What is a Delaware Statutory Trust for Real Estate?
A Delaware Statutory Trust (“DST”) is a separate legal entity created as a trust under the laws of Delaware in which each owner has a “beneficial interest” in the DST for federal income tax purposes and is treated as owning an undivided fractional interest in the property.
A DST enables real estate investors to pool resources with other investors to acquire a larger real property asset than what would have been affordable on their own. Acquiring interests in several DSTs allow for greater diversity and risk management in a real estate investment portfolio.
How DST investing works
Typical DST properties are institutional grade commercial properties including apartment communities, office buildings, retail buildings, or shopping centers. The property sponsors (trustees of the DST) are real estate developers who purchase the property and structure it as a DST.

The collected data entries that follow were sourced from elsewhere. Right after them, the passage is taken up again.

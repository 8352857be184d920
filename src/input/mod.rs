// Copyright (c) 2024 The filedrop developers
// Licensed under the Apache License, Version 2.0
// <LICENSE-APACHE or
// http://www.apache.org/licenses/LICENSE-2.0> or the MIT
// license <LICENSE-MIT or http://opensource.org/licenses/MIT>,
// at your option. All files in the project carrying such
// notice may not be copied, modified, or distributed except
// according to those terms.

//! Reading the input of an upload request.
//!
//! Before the body of a `POST /save` request is looked at, its `Content-Type` header must declare
//! `multipart/form-data` along with a boundary. See [`multipart_boundary`](fn.multipart_boundary.html).

pub use self::multipart::{multipart_boundary, UploadRequest};

pub mod multipart;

Investors purchase interests in the DST, which holds title to the property and guarantees the mortgage loan. Therefore, investment in the real estate is shared among many investors, who then have fractional ownership in the property.
DST vs. Tenants in Common
The key difference between a Tenants in Common (TIC) offering and a DST offering is that in a DST, the investors are not direct owners of the real estate; rather, they hold a percentage of beneficial ownership (beneficial interests) in the trust. In a TIC arrangement, all tenants hold an individual, undivided ownership interest in the property.
Lenders view the DST as the sole borrower and therefore, under a DST structure, property lenders can make one loan to one borrower ﹘ the DST. In a tenant in common structure, each investor has to qualify for his/her own pro-rata share of the mortgage. The IRS allows a maximum of 35 investors (borrowers) in a TIC; there is no limit for a DST.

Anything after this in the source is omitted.